= WHAT THE EXERCISE ASKS =
From the entries below, gather every line containing the string "monetary".

Collection entries

=-=-=

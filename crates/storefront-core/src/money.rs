//! Money type for representing monetary values.
//!
//! Amounts are held in the currency's minor unit so cart totals and the
//! free-shipping threshold compare exactly. The commerce platform sends
//! decimal strings (`"40.0"`); [`Money::parse`] converts them.

use serde::{Deserialize, Serialize};
use std::fmt;

use crate::error::StorefrontError;

/// Supported currencies.
#[derive(Debug, Clone, Copy, PartialEq, Eq, Hash, Serialize, Deserialize, Default)]
pub enum Currency {
    #[default]
    USD,
    EUR,
    GBP,
    JPY,
    CAD,
    AUD,
}

impl Currency {
    pub const ALL: [Currency; 6] = [
        Currency::USD,
        Currency::EUR,
        Currency::GBP,
        Currency::JPY,
        Currency::CAD,
        Currency::AUD,
    ];

    /// ISO 4217 code (e.g., "GBP").
    pub fn code(&self) -> &'static str {
        match self {
            Currency::USD => "USD",
            Currency::EUR => "EUR",
            Currency::GBP => "GBP",
            Currency::JPY => "JPY",
            Currency::CAD => "CAD",
            Currency::AUD => "AUD",
        }
    }

    /// Display symbol (e.g., "£").
    pub fn symbol(&self) -> &'static str {
        match self {
            Currency::USD => "$",
            Currency::EUR => "\u{20ac}",
            Currency::GBP => "\u{00a3}",
            Currency::JPY => "\u{00a5}",
            Currency::CAD => "CA$",
            Currency::AUD => "A$",
        }
    }

    /// Number of minor-unit decimal places.
    pub fn decimal_places(&self) -> u32 {
        match self {
            Currency::JPY => 0,
            _ => 2,
        }
    }

    /// Parse a currency code, case-insensitively.
    pub fn from_code(code: &str) -> Option<Self> {
        match code.trim().to_uppercase().as_str() {
            "USD" => Some(Currency::USD),
            "EUR" => Some(Currency::EUR),
            "GBP" => Some(Currency::GBP),
            "JPY" => Some(Currency::JPY),
            "CAD" => Some(Currency::CAD),
            "AUD" => Some(Currency::AUD),
            _ => None,
        }
    }
}

impl fmt::Display for Currency {
    fn fmt(&self, f: &mut fmt::Formatter<'_>) -> fmt::Result {
        f.write_str(self.code())
    }
}

/// A monetary value with currency.
#[derive(Debug, Clone, Copy, PartialEq, Eq, Hash, Serialize, Deserialize, Default)]
pub struct Money {
    /// Amount in the smallest currency unit (e.g., pence).
    pub amount_cents: i64,
    pub currency: Currency,
}

impl Money {
    pub fn new(amount_cents: i64, currency: Currency) -> Self {
        Self {
            amount_cents,
            currency,
        }
    }

    /// Create a Money value from a decimal amount.
    ///
    /// ```
    /// use storefront_core::money::{Money, Currency};
    /// let price = Money::from_decimal(49.99, Currency::GBP);
    /// assert_eq!(price.amount_cents, 4999);
    /// ```
    pub fn from_decimal(amount: f64, currency: Currency) -> Self {
        let multiplier = 10_i64.pow(currency.decimal_places());
        let amount_cents = (amount * multiplier as f64).round() as i64;
        Self::new(amount_cents, currency)
    }

    /// Parse an upstream amount/currency-code pair such as `("40.0", "GBP")`.
    pub fn parse(amount: &str, currency_code: &str) -> Result<Self, StorefrontError> {
        let currency = Currency::from_code(currency_code).ok_or_else(|| {
            StorefrontError::Serialization(format!("unknown currency code: {}", currency_code))
        })?;
        let amount: f64 = amount.trim().parse().map_err(|_| {
            StorefrontError::Serialization(format!("invalid money amount: {}", amount))
        })?;
        if !amount.is_finite() {
            return Err(StorefrontError::Serialization(format!(
                "invalid money amount: {}",
                amount
            )));
        }
        Ok(Self::from_decimal(amount, currency))
    }

    pub fn zero(currency: Currency) -> Self {
        Self::new(0, currency)
    }

    pub fn is_zero(&self) -> bool {
        self.amount_cents == 0
    }

    pub fn is_positive(&self) -> bool {
        self.amount_cents > 0
    }

    pub fn to_decimal(&self) -> f64 {
        let divisor = 10_i64.pow(self.currency.decimal_places());
        self.amount_cents as f64 / divisor as f64
    }

    /// Format with symbol (e.g., "£49.99").
    pub fn display(&self) -> String {
        let places = self.currency.decimal_places() as usize;
        format!("{}{:.places$}", self.currency.symbol(), self.to_decimal())
    }

    /// Format without symbol (e.g., "49.99").
    pub fn display_amount(&self) -> String {
        let places = self.currency.decimal_places() as usize;
        format!("{:.places$}", self.to_decimal())
    }

    /// Add another value, `None` on currency mismatch or overflow.
    pub fn try_add(&self, other: &Money) -> Option<Money> {
        if self.currency != other.currency {
            return None;
        }
        let amount = self.amount_cents.checked_add(other.amount_cents)?;
        Some(Money::new(amount, self.currency))
    }

    /// Multiply by a quantity, `None` on overflow.
    pub fn try_multiply(&self, factor: i64) -> Option<Money> {
        let amount = self.amount_cents.checked_mul(factor)?;
        Some(Money::new(amount, self.currency))
    }

    /// Sum values that must all share `currency`.
    pub fn try_sum<'a>(mut iter: impl Iterator<Item = &'a Money>, currency: Currency) -> Option<Money> {
        iter.try_fold(Money::zero(currency), |acc, m| acc.try_add(m))
    }
}

impl fmt::Display for Money {
    fn fmt(&self, f: &mut fmt::Formatter<'_>) -> fmt::Result {
        f.write_str(&self.display())
    }
}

=-=-=

= RESULT FOR THIS EXERCISE =
//! Money type for representing monetary values.
/// A monetary value with currency.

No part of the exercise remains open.